Requirement
Tally the lines in the entries below where the string "never" occurs. Reply with the total alone.

──────── Source data ────────

//! # dq-verify: proofs for DYNQ
//!
//! Kani harnesses over the page arithmetic and the operator catalog.
//! Every property is checked for all inputs in range, not sampled.
//!
//! # Proof: Page Window
//!
//! For any requested page and take, the clamped take lies in
//! `(0, max_take]`, the offset is `page * take`, and the metadata flags
//! agree with the page count derived from the total.

extern crate dq_core;

#[cfg(kani)]
use dq_core::{Operator, PageLimits};

#[cfg(kani)]
mod proofs {
    use super::*;

    /// Limits with a small, arbitrary maximum.
    fn any_limits() -> PageLimits {
        let default_take: u64 = kani::any();
        let max_take: u64 = kani::any();
        kani::assume(default_take <= 1000 && max_take <= 1000);
        PageLimits::new(default_take, max_take)
    }

    /// **Proof: Limit Normalisation**
    ///
    /// The default is never zero and never above the maximum.
    #[kani::proof]
    fn verify_limits_normalised() {
        let limits = any_limits();
        assert!(limits.default_take() > 0);
        assert!(limits.default_take() <= limits.max_take());
    }

    /// **Proof: Take Bounds**
    ///
    /// Whatever the client asks for, the take used for the read is positive
    /// and within the maximum. Pages are never negative.
    #[kani::proof]
    fn verify_take_bounds() {
        let limits = any_limits();
        let page = limits.page(kani::any(), kani::any());
        assert!(page.take() > 0);
        assert!(page.take() <= limits.max_take());
    }

    /// **Proof: Offset**
    ///
    /// Without overflow the offset is exactly `page * take`.
    #[kani::proof]
    fn verify_offset() {
        let limits = any_limits();
        let requested: i64 = kani::any();
        kani::assume((0..=1_000_000).contains(&requested));
        let page = limits.page(Some(requested), kani::any());
        assert_eq!(page.offset(), requested as u64 * page.take());
        assert_eq!(page.window().limit, page.take());
        assert_eq!(page.window().offset, page.offset());
    }

    /// **Proof: Page Metadata**
    ///
    /// `page_count = ceil(total / take)`, a next page exists iff
    /// `page + 1 < page_count`, a previous page iff `page > 0`.
    #[kani::proof]
    fn verify_meta_flags() {
        let limits = any_limits();
        let requested: i64 = kani::any();
        kani::assume((0..=10_000).contains(&requested));
        let page = limits.page(Some(requested), kani::any());

        let total: u64 = kani::any();
        kani::assume(total <= 1_000_000);
        let items: usize = kani::any();
        kani::assume(items as u64 <= page.take());

        let meta = page.meta(items, total);
        assert!(meta.page_count * page.take() >= total);
        if total > 0 {
            assert!((meta.page_count - 1) * page.take() < total);
        } else {
            assert_eq!(meta.page_count, 0);
        }
        assert_eq!(meta.has_next_page, page.page() + 1 < meta.page_count);
        assert_eq!(meta.has_previous_page, page.page() > 0);
        assert_eq!(meta.item_count, items as u64);
    }

    /// **Proof: Catalog Keywords**
    ///
    /// Every operator is found again by its own keyword, so the catalog
    /// has no shadowed or duplicate entries.
    #[kani::proof]
    #[kani::unwind(17)]
    fn verify_keyword_round_trip() {
        let i: usize = kani::any();
        kani::assume(i < Operator::ALL.len());
        let op = Operator::ALL[i];
        assert!(matches!(Operator::from_keyword(op.keyword()), Ok(found) if found == op));
    }
}

#[cfg(not(kani))]
pub fn _proof_placeholder() {
    // Kani proofs are compiled only under cfg(kani).
    // Run `cargo kani --package dq-verify` to execute proofs.
}
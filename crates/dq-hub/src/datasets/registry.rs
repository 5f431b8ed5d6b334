//! # Dataset Registry
//!
//! Name → [`Dataset`] lookup. Filled once at startup and read-only while
//! serving, so handlers share it without locks.

use super::{Dataset, DatasetConfig, DatasetInfo};
use std::collections::BTreeMap;
use std::path::Path;
use std::sync::Arc;

#[derive(Default)]
pub struct DatasetRegistry {
    datasets: BTreeMap<String, Arc<Dataset>>,
}

impl DatasetRegistry {
    pub fn new() -> Self {
        Self::default()
    }

    /// Load every configured dataset. A dataset that fails to load is
    /// logged and skipped; the rest are still served.
    pub fn load(configs: &[DatasetConfig], base_dir: &Path, default_take: u64, max_take: u64) -> Self {
        let mut registry = Self::new();
        for config in configs {
            match Dataset::load(config, base_dir, default_take, max_take) {
                Ok(dataset) => {
                    tracing::info!("Loaded dataset '{}' ({} rows)", dataset.name(), dataset.info().rows);
                    registry.add(dataset);
                }
                Err(e) => tracing::error!("Failed to load dataset '{}': {:#}", config.name, e),
            }
        }
        registry
    }

    /// Register a dataset, replacing any previous one with the same name.
    pub fn add(&mut self, dataset: Dataset) {
        let name = dataset.name().to_string();
        if self.datasets.insert(name.clone(), Arc::new(dataset)).is_some() {
            tracing::warn!("Dataset '{}' declared twice; keeping the last one", name);
        }
    }

    pub fn get(&self, name: &str) -> Option<Arc<Dataset>> {
        self.datasets.get(name).cloned()
    }

    pub fn list(&self) -> Vec<DatasetInfo> {
        self.datasets.values().map(|d| d.info()).collect()
    }

    pub fn len(&self) -> usize {
        self.datasets.len()
    }

    pub fn is_empty(&self) -> bool {
        self.datasets.is_empty()
    }
}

────────

Completed exercise
2